* _TASK GOAL_
Every line holding the string "derive" is to be copied from the entries below.

* _RECORDS FOR THE EXERCISE_
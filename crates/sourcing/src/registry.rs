//! Registry file loading
//!
//! A registry file is a YAML mapping from supplier name to its parameters,
//! in the same flat shape the built-in presets serialize to:
//!
//! ```yaml
//! China:
//!   raw: { dist: normal, mean: 30, std: 3 }
//!   ...
//!   tariff: { fixed: 0.25 }
//!   tariff_escal: 0.15
//! ```

use std::collections::BTreeMap;
use std::fs;
use std::path::Path;

use color_eyre::eyre::{WrapErr, eyre};
use sourcing_core::model::{CountryParams, SupplierRegistry};
use sourcing_core::presets::default_registry;

/// Load a registry from `path`, or the built-in one when `path` is `None`
pub fn load_registry(path: Option<&Path>) -> color_eyre::Result<SupplierRegistry> {
    let Some(path) = path else {
        tracing::debug!("using built-in registry");
        return Ok(default_registry());
    };

    let content = fs::read_to_string(path)
        .wrap_err_with(|| format!("failed to read registry {}", path.display()))?;
    let registry = parse_registry(&content)
        .wrap_err_with(|| format!("failed to parse registry {}", path.display()))?;

    tracing::info!(
        path = %path.display(),
        suppliers = registry.len(),
        "loaded registry"
    );
    Ok(registry)
}

pub fn parse_registry(yaml: &str) -> color_eyre::Result<SupplierRegistry> {
    let registry: SupplierRegistry = serde_saphyr::from_str(yaml)?;
    if registry.is_empty() {
        return Err(eyre!("registry lists no suppliers"));
    }
    Ok(registry)
}

/// Serialize a registry with suppliers in sorted order
pub fn registry_to_yaml(registry: &SupplierRegistry) -> color_eyre::Result<String> {
    let sorted: BTreeMap<&str, &CountryParams> = registry.iter().collect();
    Ok(serde_saphyr::to_string(&sorted)?)
}

#[cfg(test)]
mod tests {
    use super::*;
    use tempfile::tempdir;

    const MINIMAL: &str = r#"
Vietnam:
  raw: { dist: normal, mean: 28, std: 2.5 }
  labor: { dist: lognormal, mean: 1.2, std: 0.1 }
  indirect: { dist: gamma, shape: 16.0, scale: 0.25 }
  logistics: { dist: normal, mean: 11, std: 2 }
  electricity: { dist: triangular, min: 3.0, mode: 3.5, max: 4.0 }
  depreciation: { dist: normal, mean: 4, std: 0.2 }
  working_capital: { dist: normal, mean: 9, std: 1 }
  yield_params: { dist: beta, a: 30, b: 2 }
  tariff: { fixed: 0.1 }
  tariff_escal: 0.05
  currency_std: 0.04
  disruption_lambda: 0.1
  disruption_min_impact: 100
  disruption_max_impact: 800
  disruption_days_delayed: 12
  analyst_note: tolerated
"#;

    #[test]
    fn test_parse_minimal_registry() {
        let registry = parse_registry(MINIMAL).unwrap();
        let vietnam = registry.get("Vietnam").unwrap();

        assert_eq!(vietnam.trade.tariff.fixed, 0.1);
        assert_eq!(vietnam.trade.tariff_escalation, 0.05);
        assert_eq!(vietnam.risks.disruption_days_delayed, 12.0);
        // Omitted risk parameters default to zero
        assert_eq!(vietnam.risks.cancellation_probability, 0.0);
        assert_eq!(vietnam.risks.border_delay_lambda, 0.0);
    }

    #[test]
    fn test_builtin_registry_round_trips_through_yaml() {
        let registry = default_registry();
        let yaml = registry_to_yaml(&registry).unwrap();
        assert!(yaml.find("China").unwrap() < yaml.find("Mexico").unwrap());

        let parsed = parse_registry(&yaml).unwrap();
        assert_eq!(parsed, registry);
    }

    #[test]
    fn test_load_from_file() {
        let dir = tempdir().unwrap();
        let path = dir.path().join("suppliers.yaml");
        fs::write(&path, MINIMAL).unwrap();

        let registry = load_registry(Some(&path)).unwrap();
        assert_eq!(registry.names(), vec!["Vietnam"]);
    }

    #[test]
    fn test_missing_file_is_an_error() {
        let dir = tempdir().unwrap();
        let err = load_registry(Some(&dir.path().join("absent.yaml"))).unwrap_err();
        assert!(err.to_string().contains("failed to read registry"));
    }

    #[test]
    fn test_empty_registry_is_rejected() {
        assert!(parse_registry("{}").is_err());
    }

    #[test]
    fn test_default_when_no_path() {
        let registry = load_registry(None).unwrap();
        assert_eq!(registry.len(), 3);
    }
}
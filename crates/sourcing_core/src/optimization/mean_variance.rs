//! Mean-variance allocation core
//!
//! With suppliers treated as independent, the objective
//!
//! ```text
//! Σ w_i μ_i + λ Σ w_i² σ_i²      subject to  Σ w_i = 1,  lo_i ≤ w_i ≤ hi_i
//! ```
//!
//! is separable and convex. Stationarity gives, for a simplex multiplier ν,
//! `w_i(ν) = clamp((ν − μ_i) / (2λσ_i²), lo_i, hi_i)` for suppliers with
//! curvature, and a step from `lo_i` to `hi_i` at `ν = μ_i` for suppliers
//! whose cost enters linearly (zero variance, or λ = 0). The weight sum is
//! non-decreasing in ν, so ν is found by bisection. Linear suppliers tied at
//! the final ν share whatever weight is left, in proportion to their bound
//! ranges.

use crate::error::OptimizationError;

use super::config::WeightBounds;

/// Relative distance under which a linear supplier counts as tied with ν
const TIE_TOLERANCE: f64 = 1e-9;

/// Slack allowed on the final weight sum and bounds
const FEASIBILITY_TOLERANCE: f64 = 1e-9;

#[derive(Debug, Clone)]
pub(crate) struct Solution {
    pub weights: Vec<f64>,
    pub iterations: usize,
}

/// One supplier's term in the objective
#[derive(Debug, Clone, Copy)]
pub(crate) struct Term {
    pub mean: f64,
    /// `2λσ²`, zero for linear terms
    pub curvature: f64,
    pub bounds: WeightBounds,
}

impl Term {
    fn is_linear(&self) -> bool {
        self.curvature == 0.0
    }

    /// Weight at multiplier `nu`; `ties_high` picks the upper side of a step
    fn weight_at(&self, nu: f64, ties_high: bool) -> f64 {
        if self.is_linear() {
            if self.mean < nu || (ties_high && self.mean == nu) {
                self.bounds.max
            } else {
                self.bounds.min
            }
        } else {
            ((nu - self.mean) / self.curvature).clamp(self.bounds.min, self.bounds.max)
        }
    }

    /// Multipliers at which this term sits at its lower and upper bound
    fn breakpoints(&self) -> (f64, f64) {
        (
            self.mean + self.curvature * self.bounds.min,
            self.mean + self.curvature * self.bounds.max,
        )
    }
}

fn weight_sum(terms: &[Term], nu: f64, ties_high: bool) -> f64 {
    terms.iter().map(|t| t.weight_at(nu, ties_high)).sum()
}

pub(crate) fn check_feasible(terms: &[Term]) -> Result<(), OptimizationError> {
    let min_total: f64 = terms.iter().map(|t| t.bounds.min).sum();
    let max_total: f64 = terms.iter().map(|t| t.bounds.max).sum();
    if min_total > 1.0 + FEASIBILITY_TOLERANCE {
        return Err(OptimizationError::Infeasible(format!(
            "minimum weights sum to {min_total:.6} > 1"
        )));
    }
    if max_total < 1.0 - FEASIBILITY_TOLERANCE {
        return Err(OptimizationError::Infeasible(format!(
            "maximum weights sum to {max_total:.6} < 1"
        )));
    }
    Ok(())
}

/// Solve for the weights minimizing the mean-variance objective
pub(crate) fn solve(
    terms: &[Term],
    tolerance: f64,
    max_iterations: usize,
) -> Result<Solution, OptimizationError> {
    check_feasible(terms)?;

    let (mut lo, mut hi) = terms.iter().fold(
        (f64::INFINITY, f64::NEG_INFINITY),
        |(lo, hi), term| {
            let (at_min, at_max) = term.breakpoints();
            (lo.min(at_min), hi.max(at_max))
        },
    );
    lo -= 1.0 + lo.abs() * 1e-6;
    hi += 1.0 + hi.abs() * 1e-6;

    let mut iterations = 0;
    let mut nu = 0.5 * (lo + hi);
    let mut bracketed = false;

    while iterations < max_iterations {
        iterations += 1;
        nu = 0.5 * (lo + hi);

        if weight_sum(terms, nu, false) > 1.0 + tolerance {
            hi = nu;
        } else if weight_sum(terms, nu, true) < 1.0 - tolerance {
            lo = nu;
        } else {
            bracketed = true;
            break;
        }

        // The bracket has collapsed onto a step of a linear term
        if hi - lo <= f64::EPSILON * lo.abs().max(hi.abs()).max(1.0) {
            nu = 0.5 * (lo + hi);
            bracketed = true;
            break;
        }
    }

    if !bracketed {
        return Err(OptimizationError::NotConverged { iterations });
    }

    let weights = settle_weights(terms, nu);

    let total: f64 = weights.iter().sum();
    let within_bounds = weights.iter().zip(terms).all(|(w, t)| {
        *w >= t.bounds.min - FEASIBILITY_TOLERANCE && *w <= t.bounds.max + FEASIBILITY_TOLERANCE
    });
    if !within_bounds
        || (total - 1.0).abs() > FEASIBILITY_TOLERANCE
        || weights.iter().any(|w| !w.is_finite())
    {
        return Err(OptimizationError::NotConverged { iterations });
    }

    Ok(Solution {
        weights,
        iterations,
    })
}

/// Turn a multiplier into weights that sum to one
fn settle_weights(terms: &[Term], nu: f64) -> Vec<f64> {
    let tie = TIE_TOLERANCE * nu.abs().max(1.0);
    let is_tied = |t: &Term| t.is_linear() && (t.mean - nu).abs() <= tie;

    let mut weights: Vec<f64> = terms
        .iter()
        .map(|t| {
            if is_tied(t) {
                t.bounds.min
            } else {
                t.weight_at(nu, false)
            }
        })
        .collect();

    let residual = 1.0 - weights.iter().sum::<f64>();

    // Leftover weight goes to tied linear terms by bound range
    let tied_room: f64 = terms
        .iter()
        .filter(|t| is_tied(t))
        .map(|t| t.bounds.max - t.bounds.min)
        .sum();
    if tied_room > 0.0 {
        for (w, t) in weights.iter_mut().zip(terms) {
            if is_tied(t) {
                let share = residual * (t.bounds.max - t.bounds.min) / tied_room;
                *w = (t.bounds.min + share).clamp(t.bounds.min, t.bounds.max);
            }
        }
        return weights;
    }

    // Otherwise shift ν by the residual across curved terms off their bounds
    let free = |w: f64, t: &Term| !t.is_linear() && w > t.bounds.min && w < t.bounds.max;
    let slope: f64 = weights
        .iter()
        .zip(terms)
        .filter(|(w, t)| free(**w, t))
        .map(|(_, t)| 1.0 / t.curvature)
        .sum();
    if slope > 0.0 {
        let shift = residual / slope;
        for (w, t) in weights.iter_mut().zip(terms) {
            if free(*w, t) {
                *w = (*w + shift / t.curvature).clamp(t.bounds.min, t.bounds.max);
            }
        }
    }

    weights
}

#[cfg(test)]
mod tests {
    use super::*;

    fn term(mean: f64, variance: f64, lambda: f64) -> Term {
        Term {
            mean,
            curvature: 2.0 * lambda * variance,
            bounds: WeightBounds::default(),
        }
    }

    #[test]
    fn test_linear_terms_pick_cheapest() {
        let terms = [term(10.0, 4.0, 0.0), term(8.0, 9.0, 0.0), term(12.0, 1.0, 0.0)];
        let solution = solve(&terms, 1e-10, 1_000).unwrap();
        assert_eq!(solution.weights, vec![0.0, 1.0, 0.0]);
    }

    #[test]
    fn test_linear_ties_split_evenly() {
        let terms = [term(8.0, 4.0, 0.0), term(8.0, 9.0, 0.0), term(12.0, 1.0, 0.0)];
        let solution = solve(&terms, 1e-10, 1_000).unwrap();
        assert!((solution.weights[0] - 0.5).abs() < 1e-12);
        assert!((solution.weights[1] - 0.5).abs() < 1e-12);
        assert_eq!(solution.weights[2], 0.0);
    }

    #[test]
    fn test_equal_means_weight_inverse_to_variance() {
        // Minimum-variance split for independent suppliers: w ∝ 1/σ²
        let terms = [term(10.0, 1.0, 2.0), term(10.0, 3.0, 2.0)];
        let solution = solve(&terms, 1e-12, 1_000).unwrap();
        assert!((solution.weights[0] - 0.75).abs() < 1e-8);
        assert!((solution.weights[1] - 0.25).abs() < 1e-8);
    }

    #[test]
    fn test_bounds_are_respected() {
        let mut capped = term(8.0, 1.0, 0.5);
        capped.bounds = WeightBounds::new(0.0, 0.6);
        let mut floor = term(12.0, 1.0, 0.5);
        floor.bounds = WeightBounds::new(0.1, 1.0);
        let terms = [capped, floor, term(11.0, 2.0, 0.5)];

        let solution = solve(&terms, 1e-12, 1_000).unwrap();
        let w = &solution.weights;
        assert!(w[0] <= 0.6 + 1e-12);
        assert!(w[1] >= 0.1 - 1e-12);
        assert!((w.iter().sum::<f64>() - 1.0).abs() < 1e-9);
    }

    #[test]
    fn test_infeasible_bounds() {
        let mut a = term(8.0, 1.0, 1.0);
        a.bounds = WeightBounds::new(0.7, 1.0);
        let mut b = term(9.0, 1.0, 1.0);
        b.bounds = WeightBounds::new(0.7, 1.0);

        let err = solve(&[a, b], 1e-10, 1_000).unwrap_err();
        assert!(matches!(err, OptimizationError::Infeasible(_)));
    }

    #[test]
    fn test_zero_variance_supplier_mixed_with_risky() {
        // A riskless supplier at 10 caps ν; the risky supplier at 9 takes
        // (10 - 9) / (2·1·2) = 0.25 and the riskless one takes the rest.
        let terms = [term(10.0, 0.0, 1.0), term(9.0, 2.0, 1.0)];
        let solution = solve(&terms, 1e-12, 1_000).unwrap();
        assert!((solution.weights[1] - 0.25).abs() < 1e-6);
        assert!((solution.weights[0] - 0.75).abs() < 1e-6);
    }
}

* _RESULT OF THIS EXERCISE_
#[derive(Debug, Clone)]
#[derive(Debug, Clone, Copy)]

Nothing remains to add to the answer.